● **Exercise aim**
Pick out each line below containing "structural".

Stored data
━━━━━━━━━━

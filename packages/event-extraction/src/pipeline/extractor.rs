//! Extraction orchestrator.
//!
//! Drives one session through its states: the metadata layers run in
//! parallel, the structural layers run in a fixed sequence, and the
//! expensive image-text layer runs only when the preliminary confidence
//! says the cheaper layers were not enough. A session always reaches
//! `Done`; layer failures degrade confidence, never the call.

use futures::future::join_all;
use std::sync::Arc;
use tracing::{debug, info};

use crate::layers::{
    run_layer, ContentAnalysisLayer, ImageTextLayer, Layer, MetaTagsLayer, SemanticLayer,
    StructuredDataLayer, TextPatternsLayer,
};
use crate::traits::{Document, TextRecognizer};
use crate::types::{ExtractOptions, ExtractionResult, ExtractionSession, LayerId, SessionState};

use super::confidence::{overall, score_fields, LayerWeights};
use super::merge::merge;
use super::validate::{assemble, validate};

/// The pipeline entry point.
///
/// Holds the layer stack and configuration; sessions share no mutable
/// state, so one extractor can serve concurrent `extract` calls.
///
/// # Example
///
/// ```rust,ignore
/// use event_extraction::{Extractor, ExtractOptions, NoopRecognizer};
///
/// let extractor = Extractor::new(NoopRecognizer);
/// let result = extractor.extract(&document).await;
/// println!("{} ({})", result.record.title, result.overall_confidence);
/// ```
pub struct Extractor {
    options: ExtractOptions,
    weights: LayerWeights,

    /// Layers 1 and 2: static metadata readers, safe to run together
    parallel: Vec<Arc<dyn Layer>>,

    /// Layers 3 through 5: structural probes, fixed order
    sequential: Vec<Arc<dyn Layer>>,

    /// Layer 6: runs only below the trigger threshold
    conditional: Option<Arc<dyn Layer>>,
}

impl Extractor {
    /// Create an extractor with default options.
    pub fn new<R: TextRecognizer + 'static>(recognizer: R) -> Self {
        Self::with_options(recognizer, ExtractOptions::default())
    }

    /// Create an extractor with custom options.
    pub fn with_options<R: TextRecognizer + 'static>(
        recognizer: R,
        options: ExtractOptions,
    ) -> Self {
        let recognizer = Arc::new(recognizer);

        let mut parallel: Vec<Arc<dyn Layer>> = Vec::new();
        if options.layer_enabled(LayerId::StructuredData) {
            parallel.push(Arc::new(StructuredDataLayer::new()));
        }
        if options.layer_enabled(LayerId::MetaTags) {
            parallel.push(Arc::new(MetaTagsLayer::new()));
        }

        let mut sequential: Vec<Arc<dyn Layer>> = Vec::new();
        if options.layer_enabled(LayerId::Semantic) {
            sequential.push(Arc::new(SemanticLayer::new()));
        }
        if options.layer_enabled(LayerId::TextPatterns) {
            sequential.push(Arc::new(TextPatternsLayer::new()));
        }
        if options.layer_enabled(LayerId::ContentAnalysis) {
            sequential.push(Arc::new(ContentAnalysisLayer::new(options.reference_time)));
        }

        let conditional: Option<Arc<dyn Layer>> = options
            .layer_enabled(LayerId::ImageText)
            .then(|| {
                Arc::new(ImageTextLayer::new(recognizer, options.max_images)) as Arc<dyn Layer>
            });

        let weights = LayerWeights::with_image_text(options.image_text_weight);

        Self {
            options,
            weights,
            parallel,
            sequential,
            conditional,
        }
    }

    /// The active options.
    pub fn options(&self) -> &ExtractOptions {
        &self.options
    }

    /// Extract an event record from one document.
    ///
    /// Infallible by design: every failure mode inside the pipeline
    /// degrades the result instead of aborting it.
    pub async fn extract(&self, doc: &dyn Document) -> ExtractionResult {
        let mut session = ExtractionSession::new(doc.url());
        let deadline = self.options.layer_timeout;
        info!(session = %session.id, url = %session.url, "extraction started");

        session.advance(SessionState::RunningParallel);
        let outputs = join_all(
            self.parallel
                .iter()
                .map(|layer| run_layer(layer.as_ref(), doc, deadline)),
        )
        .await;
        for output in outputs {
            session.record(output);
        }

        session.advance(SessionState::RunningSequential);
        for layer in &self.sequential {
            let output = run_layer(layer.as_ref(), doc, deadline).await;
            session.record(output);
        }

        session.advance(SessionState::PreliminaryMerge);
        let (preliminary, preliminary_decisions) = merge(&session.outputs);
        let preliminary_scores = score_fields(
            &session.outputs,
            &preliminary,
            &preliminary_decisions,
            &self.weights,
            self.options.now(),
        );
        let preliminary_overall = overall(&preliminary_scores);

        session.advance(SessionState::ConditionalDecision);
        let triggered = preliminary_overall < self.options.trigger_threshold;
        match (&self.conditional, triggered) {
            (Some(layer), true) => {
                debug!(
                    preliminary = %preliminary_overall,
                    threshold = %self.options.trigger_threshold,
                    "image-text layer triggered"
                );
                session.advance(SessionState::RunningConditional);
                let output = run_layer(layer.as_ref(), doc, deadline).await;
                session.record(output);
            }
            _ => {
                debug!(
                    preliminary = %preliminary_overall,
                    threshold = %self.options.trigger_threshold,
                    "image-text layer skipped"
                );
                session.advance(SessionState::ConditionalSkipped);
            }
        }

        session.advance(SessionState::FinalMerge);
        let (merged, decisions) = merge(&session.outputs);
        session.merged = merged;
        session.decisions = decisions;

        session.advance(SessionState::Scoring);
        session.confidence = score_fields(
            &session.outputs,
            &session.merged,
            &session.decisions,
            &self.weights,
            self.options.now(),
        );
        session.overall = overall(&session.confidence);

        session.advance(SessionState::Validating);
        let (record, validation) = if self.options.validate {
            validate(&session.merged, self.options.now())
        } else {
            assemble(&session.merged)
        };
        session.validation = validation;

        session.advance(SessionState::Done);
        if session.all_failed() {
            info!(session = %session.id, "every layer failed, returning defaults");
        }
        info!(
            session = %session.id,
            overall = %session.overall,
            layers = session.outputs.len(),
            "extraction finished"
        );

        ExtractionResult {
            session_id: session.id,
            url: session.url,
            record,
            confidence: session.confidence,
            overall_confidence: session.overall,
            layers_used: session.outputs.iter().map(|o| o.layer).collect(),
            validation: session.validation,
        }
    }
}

━━━━━━━━━━

● **Response to this task**
//! parallel, the structural layers run in a fixed sequence, and the
    /// Layers 3 through 5: structural probes, fixed order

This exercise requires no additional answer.